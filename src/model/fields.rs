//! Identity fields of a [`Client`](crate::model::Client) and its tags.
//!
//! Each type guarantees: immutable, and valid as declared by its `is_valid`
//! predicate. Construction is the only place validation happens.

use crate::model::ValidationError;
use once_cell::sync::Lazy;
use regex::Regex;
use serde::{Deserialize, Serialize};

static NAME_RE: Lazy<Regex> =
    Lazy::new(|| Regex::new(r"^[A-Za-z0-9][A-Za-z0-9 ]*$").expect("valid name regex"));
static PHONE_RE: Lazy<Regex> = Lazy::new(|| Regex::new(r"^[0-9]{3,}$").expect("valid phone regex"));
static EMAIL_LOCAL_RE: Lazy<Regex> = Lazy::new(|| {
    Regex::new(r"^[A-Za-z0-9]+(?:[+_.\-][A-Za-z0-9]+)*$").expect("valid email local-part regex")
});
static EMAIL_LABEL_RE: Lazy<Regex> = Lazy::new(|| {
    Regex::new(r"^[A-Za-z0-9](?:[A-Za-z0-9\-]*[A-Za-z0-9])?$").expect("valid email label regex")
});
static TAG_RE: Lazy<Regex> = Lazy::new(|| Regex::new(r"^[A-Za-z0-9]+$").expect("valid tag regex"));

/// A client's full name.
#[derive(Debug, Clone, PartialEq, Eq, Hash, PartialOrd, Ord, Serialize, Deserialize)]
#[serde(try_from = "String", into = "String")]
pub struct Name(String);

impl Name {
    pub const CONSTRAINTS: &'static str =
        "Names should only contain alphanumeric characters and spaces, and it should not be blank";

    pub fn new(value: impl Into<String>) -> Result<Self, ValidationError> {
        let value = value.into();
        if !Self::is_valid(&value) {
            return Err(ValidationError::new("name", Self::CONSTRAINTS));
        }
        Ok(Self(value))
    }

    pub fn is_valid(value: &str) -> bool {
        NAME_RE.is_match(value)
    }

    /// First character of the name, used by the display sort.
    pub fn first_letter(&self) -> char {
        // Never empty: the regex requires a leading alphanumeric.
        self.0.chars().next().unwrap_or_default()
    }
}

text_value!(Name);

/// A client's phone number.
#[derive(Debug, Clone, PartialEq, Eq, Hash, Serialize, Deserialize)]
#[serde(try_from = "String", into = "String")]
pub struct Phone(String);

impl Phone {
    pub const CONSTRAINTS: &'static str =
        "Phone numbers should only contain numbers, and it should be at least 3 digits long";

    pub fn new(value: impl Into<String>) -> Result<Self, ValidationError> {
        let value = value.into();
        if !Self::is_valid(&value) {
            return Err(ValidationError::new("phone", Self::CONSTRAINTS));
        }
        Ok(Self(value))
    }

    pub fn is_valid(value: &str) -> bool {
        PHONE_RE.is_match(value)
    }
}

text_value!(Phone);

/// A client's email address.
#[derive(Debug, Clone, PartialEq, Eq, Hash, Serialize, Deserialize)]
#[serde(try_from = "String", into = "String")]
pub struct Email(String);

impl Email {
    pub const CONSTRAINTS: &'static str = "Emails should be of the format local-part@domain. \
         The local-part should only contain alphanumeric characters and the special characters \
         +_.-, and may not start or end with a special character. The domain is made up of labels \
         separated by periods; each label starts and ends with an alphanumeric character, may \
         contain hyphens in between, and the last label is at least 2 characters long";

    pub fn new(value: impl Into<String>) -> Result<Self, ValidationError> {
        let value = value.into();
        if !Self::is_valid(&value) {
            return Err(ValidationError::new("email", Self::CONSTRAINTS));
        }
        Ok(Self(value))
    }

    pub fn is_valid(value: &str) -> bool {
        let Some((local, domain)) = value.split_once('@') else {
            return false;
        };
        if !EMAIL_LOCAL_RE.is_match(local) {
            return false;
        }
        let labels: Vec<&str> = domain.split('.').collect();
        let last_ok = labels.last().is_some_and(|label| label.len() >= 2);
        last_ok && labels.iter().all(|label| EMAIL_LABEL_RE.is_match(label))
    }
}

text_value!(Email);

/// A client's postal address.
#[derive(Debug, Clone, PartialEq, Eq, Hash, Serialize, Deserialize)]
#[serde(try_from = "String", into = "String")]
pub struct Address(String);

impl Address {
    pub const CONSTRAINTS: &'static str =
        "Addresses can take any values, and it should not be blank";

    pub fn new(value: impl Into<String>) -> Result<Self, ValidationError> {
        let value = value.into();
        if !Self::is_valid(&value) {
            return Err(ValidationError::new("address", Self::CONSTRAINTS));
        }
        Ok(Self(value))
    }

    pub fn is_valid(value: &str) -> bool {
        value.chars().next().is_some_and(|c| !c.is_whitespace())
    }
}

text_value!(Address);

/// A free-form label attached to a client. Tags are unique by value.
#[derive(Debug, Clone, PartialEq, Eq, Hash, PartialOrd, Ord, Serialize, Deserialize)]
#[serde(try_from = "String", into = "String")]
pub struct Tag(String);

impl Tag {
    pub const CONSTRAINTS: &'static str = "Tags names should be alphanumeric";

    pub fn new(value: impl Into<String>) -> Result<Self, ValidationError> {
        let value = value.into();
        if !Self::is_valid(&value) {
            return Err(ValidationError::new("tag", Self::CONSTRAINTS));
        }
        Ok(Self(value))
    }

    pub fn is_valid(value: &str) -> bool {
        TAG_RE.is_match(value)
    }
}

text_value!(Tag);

───

= Work required =
Count the lines of the material above that contain "special"; your reply is that number and no more.

= Result of this exercise =
2